Social workers key players in criminal justice system

Nov 20, 2012

By Paul R. Pace, News staff

Along with attorneys, judges and juries, social workers are critical players in the nation’s criminal justice system.

In district attorneys’ offices, social workers help crime victims maneuver through complex legal processes and offer a helping hand on the road to recovery.

Betsy Biben, right, chief of the Office of Rehabilitation and Development in the Public Defender Service with the District of Columbia, meets with her staff.

On the other side of the scale, social workers in public defenders’ offices ensure defendants have a right to explain their story, and they promote the benefits of rehabilitation.

“Society has the obligation to get this system right, and the public defender service is an integral part of that responsibility,” said Betsy Biben, chief of the Office of Rehabilitation and Development in the Public Defender Service for the District of Columbia.

Biben oversees a staff of forensic social workers whose duties include drafting profile reports of defendants. Such information may identify impairment in the defendant’s decision-making process. Reports include information about the person’s community, medical and mental health, education, court records, research findings and test results.

The work by these social workers ensures the attorney, judge and jury have an opportunity to hear about the defendant’s mental health, substance abuse, brain development, medical conditions, social development and age. The report not only provides a comprehensive assessment of the client, but also a plan of action for successful rehabilitation and re-entry, Biben said, should a defendant be convicted.

The information can also help suggest a sentence that allows the person the opportunity to be a productive member of society.

Biben said being a social worker for a public defender’s office is rewarding but also challenging.

“It is hard when a judge fails to appreciate aspects of a client’s history,” she said. “It is also hard when you are confronted with the absence of critical services or with the perfect program but at such an expense the client cannot afford the treatment.”

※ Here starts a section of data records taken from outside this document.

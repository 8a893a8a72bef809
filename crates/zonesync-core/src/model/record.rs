//! Canonical, provider-neutral DNS records
//!
//! A [`Record`] is immutable once built. [`Record::new`] canonicalizes the
//! value list so that two records describing the same RRset compare equal
//! regardless of the order the values were supplied in.

use serde::{Deserialize, Serialize};
use std::fmt;
use std::net::{Ipv4Addr, Ipv6Addr};
use std::str::FromStr;

use crate::error::{Error, Result};

/// Record types understood by the canonical model
#[derive(Debug, Clone, Copy, PartialEq, Eq, PartialOrd, Ord, Hash, Serialize, Deserialize)]
#[serde(rename_all = "UPPERCASE")]
pub enum RecordType {
    A,
    Aaaa,
    Alias,
    Caa,
    Cname,
    Mx,
    Naptr,
    Ns,
    Ptr,
    Spf,
    Srv,
    Txt,
}

impl RecordType {
    /// Every canonical type, in display order
    pub const ALL: [RecordType; 12] = [
        RecordType::A,
        RecordType::Aaaa,
        RecordType::Alias,
        RecordType::Caa,
        RecordType::Cname,
        RecordType::Mx,
        RecordType::Naptr,
        RecordType::Ns,
        RecordType::Ptr,
        RecordType::Spf,
        RecordType::Srv,
        RecordType::Txt,
    ];

    /// Wire name of the type (e.g. `"AAAA"`)
    pub fn as_str(&self) -> &'static str {
        match self {
            RecordType::A => "A",
            RecordType::Aaaa => "AAAA",
            RecordType::Alias => "ALIAS",
            RecordType::Caa => "CAA",
            RecordType::Cname => "CNAME",
            RecordType::Mx => "MX",
            RecordType::Naptr => "NAPTR",
            RecordType::Ns => "NS",
            RecordType::Ptr => "PTR",
            RecordType::Spf => "SPF",
            RecordType::Srv => "SRV",
            RecordType::Txt => "TXT",
        }
    }
}

impl fmt::Display for RecordType {
    fn fmt(&self, f: &mut fmt::Formatter<'_>) -> fmt::Result {
        f.write_str(self.as_str())
    }
}

impl FromStr for RecordType {
    type Err = Error;

    fn from_str(s: &str) -> Result<Self> {
        let upper = s.trim().to_ascii_uppercase();
        RecordType::ALL
            .iter()
            .copied()
            .find(|t| t.as_str() == upper)
            .ok_or_else(|| Error::invalid_input(format!("Unknown record type: {}", s)))
    }
}

/// MX value
#[derive(Debug, Clone, PartialEq, Eq, PartialOrd, Ord, Hash, Serialize, Deserialize)]
pub struct MxValue {
    pub preference: u16,
    pub exchange: String,
}

/// SRV value
#[derive(Debug, Clone, PartialEq, Eq, PartialOrd, Ord, Hash, Serialize, Deserialize)]
pub struct SrvValue {
    pub priority: u16,
    pub weight: u16,
    pub port: u16,
    pub target: String,
}

/// CAA value
#[derive(Debug, Clone, PartialEq, Eq, PartialOrd, Ord, Hash, Serialize, Deserialize)]
pub struct CaaValue {
    pub flags: u8,
    pub tag: String,
    pub value: String,
}

/// NAPTR value
#[derive(Debug, Clone, PartialEq, Eq, PartialOrd, Ord, Hash, Serialize, Deserialize)]
pub struct NaptrValue {
    pub order: u16,
    pub preference: u16,
    pub flags: String,
    pub service: String,
    pub regexp: String,
    pub replacement: String,
}

/// Type-specific record payload
///
/// One variant per [`RecordType`]; the variant *is* the type, so a record
/// can never carry values of the wrong shape.
#[derive(Debug, Clone, PartialEq, Eq, Serialize, Deserialize)]
#[serde(tag = "type", content = "values", rename_all = "UPPERCASE")]
pub enum RecordData {
    A(Vec<Ipv4Addr>),
    Aaaa(Vec<Ipv6Addr>),
    Alias(String),
    Caa(Vec<CaaValue>),
    Cname(String),
    Mx(Vec<MxValue>),
    Naptr(Vec<NaptrValue>),
    Ns(Vec<String>),
    Ptr(String),
    Spf(Vec<String>),
    Srv(Vec<SrvValue>),
    Txt(Vec<String>),
}

impl RecordData {
    /// The record type this payload belongs to
    pub fn record_type(&self) -> RecordType {
        match self {
            RecordData::A(_) => RecordType::A,
            RecordData::Aaaa(_) => RecordType::Aaaa,
            RecordData::Alias(_) => RecordType::Alias,
            RecordData::Caa(_) => RecordType::Caa,
            RecordData::Cname(_) => RecordType::Cname,
            RecordData::Mx(_) => RecordType::Mx,
            RecordData::Naptr(_) => RecordType::Naptr,
            RecordData::Ns(_) => RecordType::Ns,
            RecordData::Ptr(_) => RecordType::Ptr,
            RecordData::Spf(_) => RecordType::Spf,
            RecordData::Srv(_) => RecordType::Srv,
            RecordData::Txt(_) => RecordType::Txt,
        }
    }

    /// Number of values carried
    pub fn len(&self) -> usize {
        match self {
            RecordData::A(v) => v.len(),
            RecordData::Aaaa(v) => v.len(),
            RecordData::Alias(_) | RecordData::Cname(_) | RecordData::Ptr(_) => 1,
            RecordData::Caa(v) => v.len(),
            RecordData::Mx(v) => v.len(),
            RecordData::Naptr(v) => v.len(),
            RecordData::Ns(v) | RecordData::Spf(v) | RecordData::Txt(v) => v.len(),
            RecordData::Srv(v) => v.len(),
        }
    }

    /// Whether no values are carried
    pub fn is_empty(&self) -> bool {
        self.len() == 0
    }

    fn canonicalize(self) -> Result<Self> {
        Ok(match self {
            RecordData::A(v) => RecordData::A(sorted(v)),
            RecordData::Aaaa(v) => RecordData::Aaaa(sorted(v)),
            RecordData::Alias(host) => RecordData::Alias(absolute(host)?),
            RecordData::Cname(host) => RecordData::Cname(absolute(host)?),
            RecordData::Ptr(host) => RecordData::Ptr(absolute(host)?),
            RecordData::Ns(hosts) => RecordData::Ns(sorted(
                hosts.into_iter().map(absolute).collect::<Result<_>>()?,
            )),
            RecordData::Caa(v) => RecordData::Caa(sorted(v)),
            RecordData::Naptr(v) => RecordData::Naptr(sorted(v)),
            RecordData::Srv(v) => RecordData::Srv(sorted(
                v.into_iter()
                    .map(|s| {
                        Ok(SrvValue {
                            target: absolute(s.target)?,
                            ..s
                        })
                    })
                    .collect::<Result<_>>()?,
            )),
            RecordData::Mx(v) => {
                let mut values = v
                    .into_iter()
                    .map(|mx| {
                        Ok(MxValue {
                            exchange: absolute(mx.exchange)?,
                            ..mx
                        })
                    })
                    .collect::<Result<Vec<_>>>()?;
                // Stable: equal preferences keep their input order.
                values.sort_by_key(|mx| mx.preference);
                let mut seen = Vec::with_capacity(values.len());
                values.retain(|mx| {
                    if seen.contains(mx) {
                        false
                    } else {
                        seen.push(mx.clone());
                        true
                    }
                });
                RecordData::Mx(values)
            }
            RecordData::Spf(v) => RecordData::Spf(sorted(v.into_iter().map(unquote).collect())),
            RecordData::Txt(v) => RecordData::Txt(sorted(v.into_iter().map(unquote).collect())),
        })
    }
}

fn sorted<T: Ord>(mut values: Vec<T>) -> Vec<T> {
    values.sort();
    values.dedup();
    values
}

fn absolute(host: String) -> Result<String> {
    let host = host.trim().to_string();
    if host.is_empty() {
        return Err(Error::invalid_input("hostname value cannot be empty"));
    }
    if host.ends_with('.') {
        Ok(host)
    } else {
        Ok(format!("{}.", host))
    }
}

/// Strip one pair of enclosing double quotes, if present
pub fn unquote(value: String) -> String {
    if value.len() >= 2 && value.starts_with('"') && value.ends_with('"') {
        value[1..value.len() - 1].to_string()
    } else {
        value
    }
}

/// A canonical DNS record: one RRset of a zone
#[derive(Debug, Clone, PartialEq, Eq, Serialize, Deserialize)]
#[serde(try_from = "RecordFields")]
pub struct Record {
    name: String,
    ttl: u32,
    data: RecordData,
}

#[derive(Deserialize)]
struct RecordFields {
    name: String,
    ttl: u32,
    data: RecordData,
}

impl TryFrom<RecordFields> for Record {
    type Error = Error;

    fn try_from(fields: RecordFields) -> Result<Self> {
        Record::new(fields.name, fields.ttl, fields.data)
    }
}

impl Record {
    /// Build a record
    ///
    /// # Parameters
    ///
    /// - `name`: Name relative to the zone, `""` for the apex
    /// - `ttl`: Time-to-live in seconds
    /// - `data`: Type-specific values
    ///
    /// # Returns
    ///
    /// - `Ok(Record)`: The canonicalized record
    /// - `Err(Error::InvalidInput)`: Empty value list, empty hostname, or a
    ///   name that is fully qualified
    pub fn new(name: impl Into<String>, ttl: u32, data: RecordData) -> Result<Self> {
        let name = name.into().trim().to_ascii_lowercase();
        if name.ends_with('.') {
            return Err(Error::invalid_input(format!(
                "record name must be relative to its zone: {}",
                name
            )));
        }
        if data.is_empty() {
            return Err(Error::invalid_input(format!(
                "{} record '{}' has no values",
                data.record_type(),
                name
            )));
        }

        Ok(Self {
            name,
            ttl,
            data: data.canonicalize()?,
        })
    }

    /// Name relative to the zone (`""` = apex)
    pub fn name(&self) -> &str {
        &self.name
    }

    /// TTL in seconds
    pub fn ttl(&self) -> u32 {
        self.ttl
    }

    /// Type-specific values
    pub fn data(&self) -> &RecordData {
        &self.data
    }

    /// The record's type
    pub fn record_type(&self) -> RecordType {
        self.data.record_type()
    }

    /// Identity of the record within its zone
    pub fn key(&self) -> (String, RecordType) {
        (self.name.clone(), self.record_type())
    }
}

impl fmt::Display for Record {
    fn fmt(&self, f: &mut fmt::Formatter<'_>) -> fmt::Result {
        let name = if self.name.is_empty() { "@" } else { &self.name };
        write!(f, "{} {} (ttl {})", name, self.record_type(), self.ttl)
    }
}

Biben said she was inspired to enter the field as a way to address the inequality of treatment and sentences for defendants lacking privilege and money.

“I’m fortunate to have a rare profession where we can make a difference in the lives of our clients and in the future of our community,” she said.

Biben noted that forensic social work is not for everyone.

“Few professionals can sit without judgment and listen and learn from people arrested for serious charges,” she explained. “To help that person share the worst experiences of his life with you is both challenging and a gift.”